Inoltre, dopo aver affrontato le ossessioni e le contraddizioni di assidui lavoratori come il Mark Zuckerberg di The Social Network o lo Steve Jobs del film omonimo di Danny Boyle, Sorkin lascia che la sua storia venga filtrata per la prima volta attraverso la prospettiva femminile: Molly Bloom è la sua prima eroina, se così può essere definita, più onesta dei suoi colleghi e sicuramente più “cinematografica”.

A fine corsa più che il “gioco di Molly” il vero giocatore sia Sorkin. La sua regia non brilla di originalità, ma dove non arriva con la macchina in termini di qualità arriva, ovviamente, con la penna.

Non manca la perfezione formale nella sceneggiatura, i dialoghi sono impeccabili e più che mai serrati, l’autore gioca (rischiando) con la voce fuori campo della protagonista, fin troppo invadente in alcuni punti, grazie alla quale la rende presente anche quando effettivamente non lo è.

E poco importa se inciampa in qualche buco narrativo (irrilevante ma evidente) come la comparsa improvvisa del padre di Molly verso la fine del film. Lo spettatore storcerà il naso, me verrà guidato verso una delle scene madri della pellicola con protagonisti Jessica Chastain e un convincente Kevin Costner, nei panni del padre di Molly.

Ogni elemento del film è funzionale al ritmo della sceneggiatura: dalle dimensione degli interni utilizzate per rispettare i tempi dei monologhi in voice over della protagonista, alla totale devozione degli attori nel fare proprio un lavoro incalzante come quello di Sorkin senza tralasciare nessuna delle sfumature tonali possibili.

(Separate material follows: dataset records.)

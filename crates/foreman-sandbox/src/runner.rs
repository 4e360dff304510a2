use std::collections::HashMap;
use std::path::{Path, PathBuf};
use std::process::Stdio;
use std::sync::Arc;
use std::time::{Duration, Instant};

use serde_json::json;
use tokio::io::{AsyncReadExt, AsyncWriteExt};
use tokio::process::Command;
use tokio_util::sync::CancellationToken;

use foreman_types::{EventKind, ForemanError, Result, WorkflowEvent};

use crate::paths::resolve_path;
use crate::policy::SandboxPolicy;

/// Callback used to publish sandbox events without depending on the bus.
pub type EventSink = Arc<dyn Fn(WorkflowEvent) + Send + Sync>;

/// Captured output is bounded; overflow is truncated and flagged so callers
/// can spill the full stream to an artifact instead.
pub const MAX_CAPTURE_BYTES: usize = 1024 * 1024;

/// Grace between the termination request and the hard kill.
const KILL_GRACE: Duration = Duration::from_secs(2);

#[derive(Debug, Clone)]
pub struct CommandSpec {
    pub command: String,
    pub args: Vec<String>,
    /// Resolved through the path resolver; must land inside the root.
    pub cwd: PathBuf,
    /// Explicit extra variables, merged over the policy env allowlist.
    pub env: HashMap<String, String>,
    pub timeout: Duration,
    pub stdin: Option<String>,
}

impl CommandSpec {
    pub fn new(command: impl Into<String>, args: Vec<String>, cwd: impl Into<PathBuf>) -> Self {
        Self {
            command: command.into(),
            args,
            cwd: cwd.into(),
            env: HashMap::new(),
            timeout: Duration::from_secs(120),
            stdin: None,
        }
    }
}

#[derive(Debug, Clone)]
pub struct CommandOutcome {
    /// Normalized: unknown or signal exits become -1.
    pub exit_code: i32,
    pub stdout: String,
    pub stderr: String,
    pub wall_time_ms: u64,
    pub timed_out: bool,
    pub stdout_truncated: bool,
    pub stderr_truncated: bool,
}

impl CommandOutcome {
    pub fn success(&self) -> bool {
        !self.timed_out && self.exit_code == 0
    }
}

/// One project's sandbox: every path and command funnels through here.
/// Concurrent invocations are isolated child processes with no shared
/// state; the child never inherits ambient credentials beyond the env
/// allowlist.
#[derive(Clone)]
pub struct Sandbox {
    project_id: String,
    root: PathBuf,
    policy: SandboxPolicy,
    events: Option<EventSink>,
}

impl Sandbox {
    pub fn new(project_id: impl Into<String>, root: impl Into<PathBuf>, policy: SandboxPolicy) -> Self {
        Self {
            project_id: project_id.into(),
            root: root.into(),
            policy,
            events: None,
        }
    }

    pub fn with_events(mut self, events: EventSink) -> Self {
        self.events = Some(events);
        self
    }

    pub fn policy(&self) -> &SandboxPolicy {
        &self.policy
    }

    pub fn root(&self) -> &Path {
        &self.root
    }

    pub fn command_allowed(&self, command: &str) -> bool {
        self.policy.command_allowed(command)
    }

    /// Canonical in-root path or `Forbidden` plus a `security` event.
    pub fn resolve_path(&self, requested: &Path) -> Result<PathBuf> {
        match resolve_path(requested, &self.root, &self.policy) {
            Ok(path) => Ok(path),
            Err(err) => {
                self.emit_security("path_rejected", &format!("{err}"));
                Err(err)
            }
        }
    }

    pub async fn run(&self, spec: CommandSpec) -> Result<CommandOutcome> {
        self.run_cancellable(spec, CancellationToken::new()).await
    }

    pub async fn run_cancellable(
        &self,
        spec: CommandSpec,
        cancel: CancellationToken,
    ) -> Result<CommandOutcome> {
        if !self.policy.command_allowed(&spec.command) {
            self.emit_security(
                "command_rejected",
                &format!("command `{}` is not allowlisted", spec.command),
            );
            return Err(ForemanError::Forbidden(format!(
                "command `{}` is not allowlisted",
                spec.command
            )));
        }
        let cwd = self.resolve_path(&spec.cwd)?;

        let mut env: HashMap<String, String> = HashMap::new();
        for key in &self.policy.env_allowlist {
            if let Ok(value) = std::env::var(key) {
                env.insert(key.clone(), value);
            }
        }
        env.extend(spec.env.clone());

        let mut command = Command::new(&spec.command);
        command
            .args(&spec.args)
            .current_dir(&cwd)
            .env_clear()
            .envs(&env)
            .stdout(Stdio::piped())
            .stderr(Stdio::piped())
            .kill_on_drop(true);
        command.stdin(if spec.stdin.is_some() {
            Stdio::piped()
        } else {
            Stdio::null()
        });

        let started = Instant::now();
        let mut child = command
            .spawn()
            .map_err(|err| ForemanError::Storage(format!("spawn `{}`: {err}", spec.command)))?;

        if let Some(input) = &spec.stdin {
            if let Some(mut stdin) = child.stdin.take() {
                let bytes = input.clone().into_bytes();
                tokio::spawn(async move {
                    let _ = stdin.write_all(&bytes).await;
                    let _ = stdin.shutdown().await;
                });
            }
        }

        let stdout_task = capture_stream(
            child.stdout.take(),
            self.events.clone(),
            self.project_id.clone(),
            "stdout",
        );
        let stderr_task = capture_stream(
            child.stderr.take(),
            self.events.clone(),
            self.project_id.clone(),
            "stderr",
        );

        let mut timed_out = false;
        let mut cancelled = false;
        let status = tokio::select! {
            status = child.wait() => Some(status
                .map_err(|err| ForemanError::Storage(format!("wait `{}`: {err}", spec.command)))?),
            _ = tokio::time::sleep(spec.timeout) => {
                timed_out = true;
                terminate(&mut child).await;
                None
            }
            _ = cancel.cancelled() => {
                cancelled = true;
                terminate(&mut child).await;
                None
            }
        };

        let (stdout, stdout_truncated) = stdout_task.await.unwrap_or_default();
        let (stderr, stderr_truncated) = stderr_task.await.unwrap_or_default();

        if cancelled {
            return Err(ForemanError::Cancelled);
        }

        let exit_code = status.and_then(|s| s.code()).unwrap_or(-1);
        let outcome = CommandOutcome {
            exit_code,
            stdout,
            stderr,
            wall_time_ms: started.elapsed().as_millis() as u64,
            timed_out,
            stdout_truncated,
            stderr_truncated,
        };

        if let Some(events) = &self.events {
            events(WorkflowEvent::new(
                EventKind::RunEnded,
                self.project_id.clone(),
                json!({
                    "command": spec.command,
                    "exitCode": outcome.exit_code,
                    "timedOut": outcome.timed_out,
                    "wallTimeMs": outcome.wall_time_ms,
                }),
            ));
        }

        Ok(outcome)
    }

    fn emit_security(&self, action: &str, detail: &str) {
        tracing::warn!(project_id = %self.project_id, action, detail, "sandbox violation");
        if let Some(events) = &self.events {
            events(WorkflowEvent::new(
                EventKind::Security,
                self.project_id.clone(),
                json!({"action": action, "detail": detail}),
            ));
        }
    }
}

/// Request termination, wait out the grace period, then force-kill.
async fn terminate(child: &mut tokio::process::Child) {
    let _ = child.start_kill();
    if tokio::time::timeout(KILL_GRACE, child.wait()).await.is_err() {
        let _ = child.kill().await;
        let _ = child.wait().await;
    }
}

fn capture_stream<R>(
    stream: Option<R>,
    events: Option<EventSink>,
    project_id: String,
    channel: &'static str,
) -> tokio::task::JoinHandle<(String, bool)>
where
    R: tokio::io::AsyncRead + Unpin + Send + 'static,
{
    tokio::spawn(async move {
        let Some(mut stream) = stream else {
            return (String::new(), false);
        };
        let mut captured: Vec<u8> = Vec::new();
        let mut truncated = false;
        let mut buf = [0u8; 8192];
        loop {
            match stream.read(&mut buf).await {
                Ok(0) => break,
                Ok(n) => {
                    let chunk = &buf[..n];
                    if captured.len() < MAX_CAPTURE_BYTES {
                        let room = MAX_CAPTURE_BYTES - captured.len();
                        captured.extend_from_slice(&chunk[..n.min(room)]);
                        if n > room {
                            truncated = true;
                        }
                    } else {
                        truncated = true;
                    }
                    if let Some(events) = &events {
                        events(WorkflowEvent::new(
                            EventKind::RunLog,
                            project_id.clone(),
                            json!({
                                "channel": channel,
                                "chunk": String::from_utf8_lossy(chunk),
                            }),
                        ));
                    }
                }
                Err(_) => break,
            }
        }
        (String::from_utf8_lossy(&captured).into_owned(), truncated)
    })
}

#[cfg(test)]
mod tests {
    use super::*;
    use std::sync::Mutex;
    use tempfile::TempDir;

    fn policy_with(commands: &[&str]) -> SandboxPolicy {
        SandboxPolicy {
            allowed_commands: commands.iter().map(|c| c.to_string()).collect(),
            ..SandboxPolicy::default()
        }
    }

    fn collector() -> (EventSink, Arc<Mutex<Vec<WorkflowEvent>>>) {
        let seen: Arc<Mutex<Vec<WorkflowEvent>>> = Arc::new(Mutex::new(Vec::new()));
        let sink = seen.clone();
        let cb: EventSink = Arc::new(move |event| sink.lock().unwrap().push(event));
        (cb, seen)
    }

    #[tokio::test]
    async fn allowlisted_command_runs_and_captures_output() {
        let root = TempDir::new().unwrap();
        let sandbox = Sandbox::new("p-1", root.path(), policy_with(&["echo"]));
        let outcome = sandbox
            .run(CommandSpec::new("echo", vec!["hello".into()], root.path()))
            .await
            .unwrap();
        assert_eq!(outcome.exit_code, 0);
        assert!(outcome.stdout.contains("hello"));
        assert!(!outcome.timed_out);
    }

    #[tokio::test]
    async fn unlisted_command_is_forbidden_without_spawning() {
        let root = TempDir::new().unwrap();
        let (events, seen) = collector();
        let sandbox =
            Sandbox::new("p-1", root.path(), policy_with(&["echo"])).with_events(events);
        let err = sandbox
            .run(CommandSpec::new(
                "cat",
                vec!["../../etc/hostname".into()],
                root.path(),
            ))
            .await
            .unwrap_err();
        assert_eq!(err.code(), "forbidden");
        let seen = seen.lock().unwrap();
        assert!(seen.iter().any(|e| e.kind == EventKind::Security));
        assert!(!seen.iter().any(|e| e.kind == EventKind::RunEnded));
    }

    #[tokio::test]
    async fn cwd_outside_root_is_forbidden() {
        let root = TempDir::new().unwrap();
        let sandbox = Sandbox::new("p-1", root.path(), policy_with(&["echo"]));
        let err = sandbox
            .run(CommandSpec::new("echo", vec!["hi".into()], "/etc"))
            .await
            .unwrap_err();
        assert_eq!(err.code(), "forbidden");
    }

    #[tokio::test]
    async fn timeout_kills_the_child_and_flags_the_outcome() {
        let root = TempDir::new().unwrap();
        let sandbox = Sandbox::new("p-1", root.path(), policy_with(&["sleep"]));
        let mut spec = CommandSpec::new("sleep", vec!["30".into()], root.path());
        spec.timeout = Duration::from_millis(100);
        let outcome = sandbox.run(spec).await.unwrap();
        assert!(outcome.timed_out);
        assert_eq!(outcome.exit_code, -1);
        assert!(outcome.wall_time_ms < 10_000);
    }

    #[tokio::test]
    async fn cancellation_stops_the_run() {
        let root = TempDir::new().unwrap();
        let sandbox = Sandbox::new("p-1", root.path(), policy_with(&["sleep"]));
        let cancel = CancellationToken::new();
        let handle = {
            let sandbox = sandbox.clone();
            let cancel = cancel.clone();
            let cwd = root.path().to_path_buf();
            tokio::spawn(async move {
                sandbox
                    .run_cancellable(CommandSpec::new("sleep", vec!["30".into()], cwd), cancel)
                    .await
            })
        };
        tokio::time::sleep(Duration::from_millis(100)).await;
        cancel.cancel();
        let err = handle.await.unwrap().unwrap_err();
        assert_eq!(err.code(), "cancelled");
    }

    #[tokio::test]
    async fn environment_is_built_from_the_allowlist_only() {
        let root = TempDir::new().unwrap();
        let mut policy = policy_with(&["env"]);
        policy.env_allowlist = vec!["PATH".into()];
        let sandbox = Sandbox::new("p-1", root.path(), policy);
        let mut spec = CommandSpec::new("env", vec![], root.path());
        spec.env.insert("FOREMAN_MARKER".into(), "on".into());
        let outcome = sandbox.run(spec).await.unwrap();
        assert!(outcome.stdout.contains("FOREMAN_MARKER=on"));
        assert!(!outcome.stdout.contains("HOME="));
    }

    #[tokio::test]
    async fn stdin_is_piped_to_the_child() {
        let root = TempDir::new().unwrap();
        let sandbox = Sandbox::new("p-1", root.path(), policy_with(&["cat"]));
        let mut spec = CommandSpec::new("cat", vec![], root.path());
        spec.stdin = Some("from stdin".into());
        let outcome = sandbox.run(spec).await.unwrap();
        assert_eq!(outcome.stdout, "from stdin");
    }
}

E’ lecito ipotizzare che il film non avrebbe raggiunto la sua completezza senza la Chastain a bordo. La sua Molly è un concentrato di sensualità e fragilità perfettamente bilanciato e equo, non c’è un momento in cui i rischi di cui l’attrice si è fatta carico risultino essere un esercizio di stile e le modalità in cui  riesce a scomparire dietro Molly sono frutto di una meticolosa preparazione e conoscenza del personaggio. Non è un’annata che si rispetti senza la potenza di Jessica Chastain sugli schermi, e questa è la sua prova migliore dai tempi di Zero Dark Thirty. Idris Elba è altrettanto convincente nei panni di Jeffey. Il suo personaggio e quello di Molly sono due primi della classe che sanno di esserlo, nel momento in cui entrano in contatto l’uno con l’altro  esplodono, parlano e si comportano come se fossero due fiumi in piena. Mentre i riflettori sono giustamente puntati sulla Chastain, Elba le offre  delle intuizione recitative che arricchiscono enormemente il lavoro di entrambi.

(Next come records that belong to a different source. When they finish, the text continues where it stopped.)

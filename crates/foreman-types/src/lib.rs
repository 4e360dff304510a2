mod entities;
mod error;
mod events;
mod gates;

pub use entities::*;
pub use error::*;
pub use events::*;
pub use gates::*;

Il cast di contorno funziona egregiamente: dal padre duro e tormentato di Costner al Player X interpretato dal “tenero” Micheal Cera, sino ad arrivare ai veri giocatori di poker, fortemente voluti da Sorkin per restituire un ritratto veritiero del gioco d’azzardo.

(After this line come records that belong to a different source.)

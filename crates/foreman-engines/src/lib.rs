use std::collections::HashMap;
use std::path::PathBuf;
use std::pin::Pin;
use std::process::Stdio;
use std::sync::Arc;
use std::time::Duration;

use async_stream::try_stream;
use async_trait::async_trait;
use futures::{Stream, StreamExt};
use serde::{Deserialize, Serialize};
use tokio::io::{AsyncBufReadExt, AsyncWriteExt, BufReader};
use tokio::process::Command;
use tokio::sync::RwLock;
use tokio_util::sync::CancellationToken;

use foreman_sandbox::Sandbox;
use foreman_types::{ForemanError, Result};

/// Static description of one configured engine adapter.
#[derive(Debug, Clone, Serialize, Deserialize, Default)]
pub struct EngineConfig {
    /// External binary to execute. Must be allowlisted in the sandbox.
    pub command: String,
    #[serde(default)]
    pub args: Vec<String>,
}

#[derive(Debug, Clone, Serialize, Deserialize, Default)]
pub struct EnginesConfig {
    #[serde(default)]
    pub engines: HashMap<String, EngineConfig>,
    pub default_engine: Option<String>,
}

#[derive(Debug, Clone, Serialize)]
pub struct EngineInfo {
    pub name: String,
    pub kind: String,
}

/// What the orchestrator hands an engine: the rendered prompt plus context
/// documents already pulled out of the artifact store.
#[derive(Debug, Clone)]
pub struct EngineRequest {
    pub prompt: String,
    pub context: Vec<String>,
    pub workdir: PathBuf,
}

#[derive(Debug, Clone)]
pub enum EngineChunk {
    Text(String),
    /// Diagnostic output (the CLI adapter's stderr).
    Log(String),
    Done { reason: String },
}

pub type EngineStream = Pin<Box<dyn Stream<Item = Result<EngineChunk>> + Send>>;

/// A live engine session. `stop` requests termination; the stream then
/// completes within the adapter's grace period (the CLI adapter force-kills
/// the child after it).
pub struct EngineSession {
    stream: EngineStream,
    cancel: CancellationToken,
}

impl std::fmt::Debug for EngineSession {
    fn fmt(&self, f: &mut std::fmt::Formatter<'_>) -> std::fmt::Result {
        f.debug_struct("EngineSession").finish_non_exhaustive()
    }
}

impl EngineSession {
    pub fn new(stream: EngineStream, cancel: CancellationToken) -> Self {
        Self { stream, cancel }
    }

    pub async fn next_chunk(&mut self) -> Option<Result<EngineChunk>> {
        self.stream.next().await
    }

    pub fn stop(&self) {
        self.cancel.cancel();
    }

    pub fn cancel_token(&self) -> CancellationToken {
        self.cancel.clone()
    }

    /// Drain the session into one transcript string.
    pub async fn collect_text(&mut self) -> Result<String> {
        let mut out = String::new();
        while let Some(chunk) = self.next_chunk().await {
            match chunk? {
                EngineChunk::Text(text) => out.push_str(&text),
                EngineChunk::Log(_) => {}
                EngineChunk::Done { .. } => break,
            }
        }
        Ok(out)
    }
}

#[async_trait]
pub trait Engine: Send + Sync {
    fn info(&self) -> EngineInfo;
    async fn start(&self, req: EngineRequest) -> Result<EngineSession>;
}

impl std::fmt::Debug for dyn Engine {
    fn fmt(&self, f: &mut std::fmt::Formatter<'_>) -> std::fmt::Result {
        f.debug_struct("dyn Engine").field("info", &self.info()).finish()
    }
}

/// Explicit stub used when no engine is configured: starting a session
/// fails cleanly instead of hanging a phase run.
pub struct NullEngine;

#[async_trait]
impl Engine for NullEngine {
    fn info(&self) -> EngineInfo {
        EngineInfo {
            name: "null".to_string(),
            kind: "null".to_string(),
        }
    }

    async fn start(&self, _req: EngineRequest) -> Result<EngineSession> {
        Err(ForemanError::EngineFailure(
            "no engine configured for this project".to_string(),
        ))
    }
}

/// Fixed-output engine. Useful as a deterministic stand-in when wiring a
/// project before a real CLI is configured, and in tests.
pub struct StaticEngine {
    name: String,
    output: String,
}

impl StaticEngine {
    pub fn new(name: impl Into<String>, output: impl Into<String>) -> Self {
        Self {
            name: name.into(),
            output: output.into(),
        }
    }
}

#[async_trait]
impl Engine for StaticEngine {
    fn info(&self) -> EngineInfo {
        EngineInfo {
            name: self.name.clone(),
            kind: "static".to_string(),
        }
    }

    async fn start(&self, _req: EngineRequest) -> Result<EngineSession> {
        let cancel = CancellationToken::new();
        let output = self.output.clone();
        let stream = futures::stream::iter(vec![
            Ok(EngineChunk::Text(output)),
            Ok(EngineChunk::Done {
                reason: "stop".to_string(),
            }),
        ]);
        Ok(EngineSession::new(Box::pin(stream), cancel))
    }
}

/// Grace between a stop request and the hard kill of the engine child.
const STOP_GRACE: Duration = Duration::from_secs(3);

/// One scheduling step of the CLI engine stream.
enum Step {
    Stdout(String),
    Stderr(String),
    Idle,
    Finished { reason: String },
}

/// Wraps an external AI CLI. The prompt goes to the child's stdin, context
/// documents are appended after a blank line, and stdout lines stream back
/// as opaque text chunks. The command must pass the project sandbox.
pub struct CliEngine {
    name: String,
    config: EngineConfig,
    sandbox: Sandbox,
}

impl CliEngine {
    pub fn new(name: impl Into<String>, config: EngineConfig, sandbox: Sandbox) -> Self {
        Self {
            name: name.into(),
            config,
            sandbox,
        }
    }
}

#[async_trait]
impl Engine for CliEngine {
    fn info(&self) -> EngineInfo {
        EngineInfo {
            name: self.name.clone(),
            kind: "cli".to_string(),
        }
    }

    async fn start(&self, req: EngineRequest) -> Result<EngineSession> {
        if !self.sandbox.command_allowed(&self.config.command) {
            return Err(ForemanError::Forbidden(format!(
                "engine command `{}` is not allowlisted",
                self.config.command
            )));
        }
        let cwd = self.sandbox.resolve_path(&req.workdir)?;

        let mut env: HashMap<String, String> = HashMap::new();
        for key in &self.sandbox.policy().env_allowlist {
            if let Ok(value) = std::env::var(key) {
                env.insert(key.clone(), value);
            }
        }

        let mut child = Command::new(&self.config.command)
            .args(&self.config.args)
            .current_dir(&cwd)
            .env_clear()
            .envs(&env)
            .stdin(Stdio::piped())
            .stdout(Stdio::piped())
            .stderr(Stdio::piped())
            .kill_on_drop(true)
            .spawn()
            .map_err(|err| {
                ForemanError::EngineFailure(format!(
                    "spawn engine `{}`: {err}",
                    self.config.command
                ))
            })?;

        let mut input = req.prompt;
        for document in &req.context {
            input.push_str("\n\n");
            input.push_str(document);
        }
        if let Some(mut stdin) = child.stdin.take() {
            tokio::spawn(async move {
                let _ = stdin.write_all(input.as_bytes()).await;
                let _ = stdin.shutdown().await;
            });
        }

        let stdout = child.stdout.take().ok_or_else(|| {
            ForemanError::EngineFailure("engine child has no stdout".to_string())
        })?;
        let stderr = child.stderr.take();

        let cancel = CancellationToken::new();
        let stream_cancel = cancel.clone();
        let engine_name = self.name.clone();
        let stream = try_stream! {
            let mut lines = BufReader::new(stdout).lines();
            let mut err_lines = stderr.map(|s| BufReader::new(s).lines());
            loop {
                let step: Result<Step> = tokio::select! {
                    _ = stream_cancel.cancelled() => {
                        let _ = child.start_kill();
                        if tokio::time::timeout(STOP_GRACE, child.wait()).await.is_err() {
                            let _ = child.kill().await;
                            let _ = child.wait().await;
                        }
                        Ok(Step::Finished { reason: "cancelled".to_string() })
                    }
                    line = lines.next_line() => {
                        match line {
                            Ok(Some(mut text)) => {
                                text.push('\n');
                                Ok(Step::Stdout(text))
                            }
                            Ok(None) => match child.wait().await {
                                Ok(status) => {
                                    let reason = if status.success() {
                                        "stop".to_string()
                                    } else {
                                        format!("exit_{}", status.code().unwrap_or(-1))
                                    };
                                    Ok(Step::Finished { reason })
                                }
                                Err(err) => Err(ForemanError::EngineFailure(format!(
                                    "engine `{engine_name}` wait: {err}"
                                ))),
                            },
                            Err(err) => Err(ForemanError::EngineFailure(format!(
                                "engine `{engine_name}` read: {err}"
                            ))),
                        }
                    }
                    err_line = read_optional_line(&mut err_lines) => {
                        Ok(match err_line {
                            Some(text) => Step::Stderr(text),
                            None => Step::Idle,
                        })
                    }
                };
                match step? {
                    Step::Stdout(text) => yield EngineChunk::Text(text),
                    Step::Stderr(text) => yield EngineChunk::Log(text),
                    Step::Idle => {}
                    Step::Finished { reason } => {
                        yield EngineChunk::Done { reason };
                        break;
                    }
                }
            }
        };

        Ok(EngineSession::new(Box::pin(stream), cancel))
    }
}

/// Pending-forever when stderr is absent or drained, so the select never
/// spins on it.
async fn read_optional_line(
    lines: &mut Option<tokio::io::Lines<BufReader<tokio::process::ChildStderr>>>,
) -> Option<String> {
    match lines {
        Some(reader) => match reader.next_line().await {
            Ok(Some(line)) => Some(line),
            _ => {
                *lines = None;
                futures::future::pending::<()>().await;
                None
            }
        },
        None => {
            futures::future::pending::<()>().await;
            None
        }
    }
}

/// Engine lookup with a configured default and first-available fallback,
/// falling back to the null stub when nothing is configured.
#[derive(Clone)]
pub struct EngineRegistry {
    engines: Arc<RwLock<Vec<Arc<dyn Engine>>>>,
    default_engine: Arc<RwLock<Option<String>>>,
}

impl EngineRegistry {
    pub fn new(config: EnginesConfig, sandbox: Sandbox) -> Self {
        let engines = build_engines(&config, &sandbox);
        Self {
            engines: Arc::new(RwLock::new(engines)),
            default_engine: Arc::new(RwLock::new(config.default_engine)),
        }
    }

    /// Used by tests and in-process wiring to register custom adapters.
    pub async fn register(&self, engine: Arc<dyn Engine>) {
        self.engines.write().await.push(engine);
    }

    pub async fn reload(&self, config: EnginesConfig, sandbox: Sandbox) {
        let rebuilt = build_engines(&config, &sandbox);
        *self.engines.write().await = rebuilt;
        *self.default_engine.write().await = config.default_engine;
    }

    pub async fn list(&self) -> Vec<EngineInfo> {
        self.engines.read().await.iter().map(|e| e.info()).collect()
    }

    pub async fn select(&self, engine_name: Option<&str>) -> Result<Arc<dyn Engine>> {
        let engines = self.engines.read().await;
        let available = engines
            .iter()
            .map(|e| e.info().name)
            .collect::<Vec<_>>();

        if let Some(name) = engine_name {
            if let Some(engine) = engines.iter().find(|e| e.info().name == name) {
                return Ok(engine.clone());
            }
            return Err(ForemanError::NotFound(format!(
                "engine `{name}` is not configured. configured engines: {}",
                available.join(", ")
            )));
        }

        let configured_default = self.default_engine.read().await.clone();
        if let Some(default_name) = configured_default {
            if let Some(engine) = engines.iter().find(|e| e.info().name == default_name) {
                return Ok(engine.clone());
            }
        }

        engines
            .first()
            .cloned()
            .ok_or_else(|| ForemanError::EngineFailure("no engine configured".to_string()))
    }
}

fn build_engines(config: &EnginesConfig, sandbox: &Sandbox) -> Vec<Arc<dyn Engine>> {
    let mut engines: Vec<Arc<dyn Engine>> = Vec::new();
    let mut names: Vec<&String> = config.engines.keys().collect();
    names.sort();
    for name in names {
        let engine_config = &config.engines[name];
        engines.push(Arc::new(CliEngine::new(
            name.clone(),
            engine_config.clone(),
            sandbox.clone(),
        )));
    }
    if engines.is_empty() {
        engines.push(Arc::new(NullEngine));
    }
    engines
}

Gli insoddisfatti rimprovereranno il film per l’eccessiva lunghezza (2h 20′) e i dialoghi da cardiopalma, ma al di là di qualche imprecisione narrativa Molly’s Game rimane un ottimo affresco di genere, in una società dove la scalata al successo va di pari passo con l’illegalità e le nostre azioni sono dettate da ferite non totalmente guarite, come il mancato amore di un padre e il senso di inferiorità nato da questa mancanza.

Non è uno studio sull’America dei nostri tempi, ma un inno a rinascere dalle proprie ceneri e una risposta, tra le tante, alla domanda: Cosa diventiamo senza amore? Molly Bloom.